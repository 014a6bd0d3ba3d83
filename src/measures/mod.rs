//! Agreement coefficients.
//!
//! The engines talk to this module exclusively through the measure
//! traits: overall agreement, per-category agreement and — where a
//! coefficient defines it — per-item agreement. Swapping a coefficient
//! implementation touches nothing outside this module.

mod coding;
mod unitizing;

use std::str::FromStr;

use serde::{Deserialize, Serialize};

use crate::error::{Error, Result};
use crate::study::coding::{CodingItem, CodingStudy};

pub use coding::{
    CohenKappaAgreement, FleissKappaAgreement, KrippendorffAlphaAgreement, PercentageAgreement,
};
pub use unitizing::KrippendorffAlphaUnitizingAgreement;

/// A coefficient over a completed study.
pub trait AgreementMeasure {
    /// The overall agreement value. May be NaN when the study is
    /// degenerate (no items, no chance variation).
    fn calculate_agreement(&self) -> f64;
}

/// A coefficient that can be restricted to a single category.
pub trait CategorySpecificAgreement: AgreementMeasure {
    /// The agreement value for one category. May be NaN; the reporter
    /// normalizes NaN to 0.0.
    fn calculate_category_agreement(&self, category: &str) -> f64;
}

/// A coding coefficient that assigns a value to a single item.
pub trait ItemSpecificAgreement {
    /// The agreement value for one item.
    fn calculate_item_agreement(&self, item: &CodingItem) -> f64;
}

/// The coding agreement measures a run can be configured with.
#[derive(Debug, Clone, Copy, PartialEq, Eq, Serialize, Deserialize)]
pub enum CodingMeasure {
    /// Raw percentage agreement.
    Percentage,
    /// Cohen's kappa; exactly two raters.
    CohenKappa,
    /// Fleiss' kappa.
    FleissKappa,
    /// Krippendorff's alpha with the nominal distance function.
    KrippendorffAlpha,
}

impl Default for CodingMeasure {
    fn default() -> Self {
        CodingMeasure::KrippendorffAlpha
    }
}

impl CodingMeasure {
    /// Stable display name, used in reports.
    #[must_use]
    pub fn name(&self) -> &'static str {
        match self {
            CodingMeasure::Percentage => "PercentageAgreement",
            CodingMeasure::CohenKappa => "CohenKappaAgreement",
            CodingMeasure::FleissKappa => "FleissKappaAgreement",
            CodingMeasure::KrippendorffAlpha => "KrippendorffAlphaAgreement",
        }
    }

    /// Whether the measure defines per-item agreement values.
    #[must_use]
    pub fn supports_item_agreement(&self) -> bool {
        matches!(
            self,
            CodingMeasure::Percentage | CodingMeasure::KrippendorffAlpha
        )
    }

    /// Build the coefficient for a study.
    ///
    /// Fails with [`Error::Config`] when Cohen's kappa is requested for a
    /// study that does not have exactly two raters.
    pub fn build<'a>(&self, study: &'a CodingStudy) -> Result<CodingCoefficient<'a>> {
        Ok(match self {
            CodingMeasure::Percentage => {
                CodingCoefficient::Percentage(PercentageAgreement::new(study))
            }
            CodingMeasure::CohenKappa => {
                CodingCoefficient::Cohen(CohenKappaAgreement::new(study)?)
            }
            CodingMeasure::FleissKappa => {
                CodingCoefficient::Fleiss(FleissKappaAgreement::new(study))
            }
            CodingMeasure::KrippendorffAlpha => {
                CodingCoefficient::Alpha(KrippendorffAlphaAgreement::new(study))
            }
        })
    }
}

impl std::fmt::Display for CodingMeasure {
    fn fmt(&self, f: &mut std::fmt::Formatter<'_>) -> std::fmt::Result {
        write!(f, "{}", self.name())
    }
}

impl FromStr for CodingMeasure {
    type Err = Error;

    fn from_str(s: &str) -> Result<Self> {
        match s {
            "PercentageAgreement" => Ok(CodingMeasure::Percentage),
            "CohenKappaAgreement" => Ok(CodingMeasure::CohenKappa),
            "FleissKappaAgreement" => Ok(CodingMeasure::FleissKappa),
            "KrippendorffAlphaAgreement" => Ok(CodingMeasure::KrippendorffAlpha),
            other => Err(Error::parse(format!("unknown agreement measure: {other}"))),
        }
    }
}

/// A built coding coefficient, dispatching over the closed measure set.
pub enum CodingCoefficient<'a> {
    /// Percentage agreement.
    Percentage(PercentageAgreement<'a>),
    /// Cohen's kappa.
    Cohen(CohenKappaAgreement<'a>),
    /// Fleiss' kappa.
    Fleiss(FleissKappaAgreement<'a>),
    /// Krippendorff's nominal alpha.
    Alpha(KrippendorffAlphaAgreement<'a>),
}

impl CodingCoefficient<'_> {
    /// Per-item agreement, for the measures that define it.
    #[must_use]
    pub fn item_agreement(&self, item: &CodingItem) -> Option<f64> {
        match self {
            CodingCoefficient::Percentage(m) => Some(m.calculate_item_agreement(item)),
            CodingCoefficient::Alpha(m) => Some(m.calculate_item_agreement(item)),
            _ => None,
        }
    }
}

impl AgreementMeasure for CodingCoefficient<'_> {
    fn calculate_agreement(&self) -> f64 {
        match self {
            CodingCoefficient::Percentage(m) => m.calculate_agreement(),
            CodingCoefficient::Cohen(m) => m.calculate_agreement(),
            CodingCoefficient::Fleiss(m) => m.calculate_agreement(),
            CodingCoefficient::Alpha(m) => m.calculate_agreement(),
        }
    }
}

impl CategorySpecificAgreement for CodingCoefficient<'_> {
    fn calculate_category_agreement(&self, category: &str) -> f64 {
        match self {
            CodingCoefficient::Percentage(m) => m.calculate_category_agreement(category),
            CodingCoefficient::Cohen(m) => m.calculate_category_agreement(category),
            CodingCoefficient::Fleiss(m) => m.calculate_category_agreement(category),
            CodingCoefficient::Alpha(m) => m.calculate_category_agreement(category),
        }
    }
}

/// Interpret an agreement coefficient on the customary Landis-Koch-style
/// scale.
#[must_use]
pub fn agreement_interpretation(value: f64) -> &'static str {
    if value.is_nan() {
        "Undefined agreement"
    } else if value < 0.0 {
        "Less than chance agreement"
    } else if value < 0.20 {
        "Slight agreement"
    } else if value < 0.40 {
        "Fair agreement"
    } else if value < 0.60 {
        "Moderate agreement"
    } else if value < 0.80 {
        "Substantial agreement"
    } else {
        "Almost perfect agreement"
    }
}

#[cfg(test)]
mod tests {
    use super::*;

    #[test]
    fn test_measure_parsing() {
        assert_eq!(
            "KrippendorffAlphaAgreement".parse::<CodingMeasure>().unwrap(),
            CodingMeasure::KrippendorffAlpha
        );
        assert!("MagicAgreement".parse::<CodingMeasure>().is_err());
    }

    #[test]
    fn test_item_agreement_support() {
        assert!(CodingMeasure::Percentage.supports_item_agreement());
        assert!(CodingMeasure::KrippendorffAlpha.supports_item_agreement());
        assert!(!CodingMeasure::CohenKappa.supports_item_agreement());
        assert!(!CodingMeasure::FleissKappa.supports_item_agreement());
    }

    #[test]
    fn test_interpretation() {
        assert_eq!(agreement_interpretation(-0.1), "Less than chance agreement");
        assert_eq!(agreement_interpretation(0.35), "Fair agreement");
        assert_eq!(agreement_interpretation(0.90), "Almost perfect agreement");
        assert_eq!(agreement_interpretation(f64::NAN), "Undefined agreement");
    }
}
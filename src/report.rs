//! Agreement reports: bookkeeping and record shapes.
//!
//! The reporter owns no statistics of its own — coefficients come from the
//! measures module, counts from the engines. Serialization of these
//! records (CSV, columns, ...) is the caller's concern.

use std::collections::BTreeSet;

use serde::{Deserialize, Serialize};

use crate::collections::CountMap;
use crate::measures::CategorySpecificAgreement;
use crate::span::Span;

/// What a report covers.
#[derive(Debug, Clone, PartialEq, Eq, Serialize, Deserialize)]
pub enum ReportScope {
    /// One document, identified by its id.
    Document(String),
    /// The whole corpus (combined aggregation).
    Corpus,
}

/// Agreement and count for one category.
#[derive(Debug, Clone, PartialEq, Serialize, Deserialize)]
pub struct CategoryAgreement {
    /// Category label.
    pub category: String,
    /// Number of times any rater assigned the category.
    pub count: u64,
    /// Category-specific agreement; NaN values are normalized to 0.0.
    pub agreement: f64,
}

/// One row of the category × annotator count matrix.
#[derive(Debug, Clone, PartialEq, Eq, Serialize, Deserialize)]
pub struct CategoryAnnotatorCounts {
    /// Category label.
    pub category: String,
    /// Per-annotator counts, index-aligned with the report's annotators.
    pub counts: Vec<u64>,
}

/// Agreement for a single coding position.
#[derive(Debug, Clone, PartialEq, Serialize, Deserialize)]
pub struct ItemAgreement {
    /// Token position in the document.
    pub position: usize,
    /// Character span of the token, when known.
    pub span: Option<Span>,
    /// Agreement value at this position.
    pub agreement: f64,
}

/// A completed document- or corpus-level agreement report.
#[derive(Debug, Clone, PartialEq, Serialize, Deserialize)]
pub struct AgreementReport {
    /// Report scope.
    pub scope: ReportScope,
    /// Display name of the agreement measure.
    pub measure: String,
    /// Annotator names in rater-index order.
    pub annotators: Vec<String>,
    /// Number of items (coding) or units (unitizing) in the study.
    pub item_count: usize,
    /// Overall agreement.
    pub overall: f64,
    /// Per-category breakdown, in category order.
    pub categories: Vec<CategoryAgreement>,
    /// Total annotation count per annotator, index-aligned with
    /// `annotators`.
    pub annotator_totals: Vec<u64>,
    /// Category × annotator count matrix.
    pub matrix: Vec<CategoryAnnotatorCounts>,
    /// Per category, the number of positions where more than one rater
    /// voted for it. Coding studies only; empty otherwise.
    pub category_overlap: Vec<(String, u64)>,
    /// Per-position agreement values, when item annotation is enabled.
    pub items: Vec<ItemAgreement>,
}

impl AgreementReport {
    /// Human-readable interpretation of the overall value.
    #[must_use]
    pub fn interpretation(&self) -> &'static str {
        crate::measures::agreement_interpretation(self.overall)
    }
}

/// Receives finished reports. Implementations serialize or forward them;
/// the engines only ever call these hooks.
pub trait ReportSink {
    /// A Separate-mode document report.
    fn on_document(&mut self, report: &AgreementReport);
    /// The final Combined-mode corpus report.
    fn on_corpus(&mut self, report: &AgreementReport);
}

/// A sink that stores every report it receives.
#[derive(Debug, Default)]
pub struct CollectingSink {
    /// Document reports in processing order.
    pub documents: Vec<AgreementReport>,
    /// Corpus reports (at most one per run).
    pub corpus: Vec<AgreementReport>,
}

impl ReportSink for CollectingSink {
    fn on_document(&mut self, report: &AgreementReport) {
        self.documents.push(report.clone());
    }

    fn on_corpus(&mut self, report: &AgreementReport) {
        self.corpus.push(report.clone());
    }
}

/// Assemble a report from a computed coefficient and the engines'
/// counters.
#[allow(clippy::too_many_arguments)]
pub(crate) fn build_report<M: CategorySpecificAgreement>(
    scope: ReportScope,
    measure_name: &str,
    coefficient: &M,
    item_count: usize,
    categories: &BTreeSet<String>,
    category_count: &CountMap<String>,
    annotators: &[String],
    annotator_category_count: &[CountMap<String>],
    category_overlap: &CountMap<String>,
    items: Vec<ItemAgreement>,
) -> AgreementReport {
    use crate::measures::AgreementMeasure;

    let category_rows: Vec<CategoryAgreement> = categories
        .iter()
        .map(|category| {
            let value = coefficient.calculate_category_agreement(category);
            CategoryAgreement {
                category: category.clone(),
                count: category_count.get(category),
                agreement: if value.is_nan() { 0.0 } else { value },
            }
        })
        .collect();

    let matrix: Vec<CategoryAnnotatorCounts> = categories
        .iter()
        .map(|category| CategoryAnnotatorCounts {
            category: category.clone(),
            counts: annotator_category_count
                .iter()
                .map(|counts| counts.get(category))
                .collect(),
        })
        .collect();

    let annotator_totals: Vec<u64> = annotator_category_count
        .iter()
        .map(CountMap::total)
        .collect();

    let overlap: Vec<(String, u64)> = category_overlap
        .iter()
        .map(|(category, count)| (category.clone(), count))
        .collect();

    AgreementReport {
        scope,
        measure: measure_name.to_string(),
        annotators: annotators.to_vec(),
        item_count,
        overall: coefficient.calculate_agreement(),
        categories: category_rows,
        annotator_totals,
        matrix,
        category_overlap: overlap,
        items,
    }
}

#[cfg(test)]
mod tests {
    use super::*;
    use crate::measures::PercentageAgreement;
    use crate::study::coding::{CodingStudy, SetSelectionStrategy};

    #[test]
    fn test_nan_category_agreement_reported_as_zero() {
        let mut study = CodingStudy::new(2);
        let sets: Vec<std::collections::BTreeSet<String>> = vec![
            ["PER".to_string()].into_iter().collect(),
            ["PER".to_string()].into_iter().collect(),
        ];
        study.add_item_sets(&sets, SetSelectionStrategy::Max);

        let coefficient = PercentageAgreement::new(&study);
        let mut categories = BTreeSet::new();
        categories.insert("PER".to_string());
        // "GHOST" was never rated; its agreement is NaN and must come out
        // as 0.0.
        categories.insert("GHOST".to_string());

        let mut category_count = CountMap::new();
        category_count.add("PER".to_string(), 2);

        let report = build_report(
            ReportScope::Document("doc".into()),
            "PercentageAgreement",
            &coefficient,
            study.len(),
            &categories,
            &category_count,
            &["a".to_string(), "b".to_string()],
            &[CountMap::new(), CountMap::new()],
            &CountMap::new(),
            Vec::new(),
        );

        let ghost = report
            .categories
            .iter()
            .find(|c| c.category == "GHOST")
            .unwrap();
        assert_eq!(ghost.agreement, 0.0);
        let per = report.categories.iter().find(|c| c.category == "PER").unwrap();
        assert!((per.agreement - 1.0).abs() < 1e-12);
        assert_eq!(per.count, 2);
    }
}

Exercise instructions :: For this exercise, please output exactly the lines above starting at the line with "a single item." and ending at the line with "be configured with.", ends included.

Output of the task ::
/// A coding coefficient that assigns a value to a single item.
pub trait ItemSpecificAgreement {
    /// The agreement value for one item.
    fn calculate_item_agreement(&self, item: &CodingItem) -> f64;
}

/// The coding agreement measures a run can be configured with.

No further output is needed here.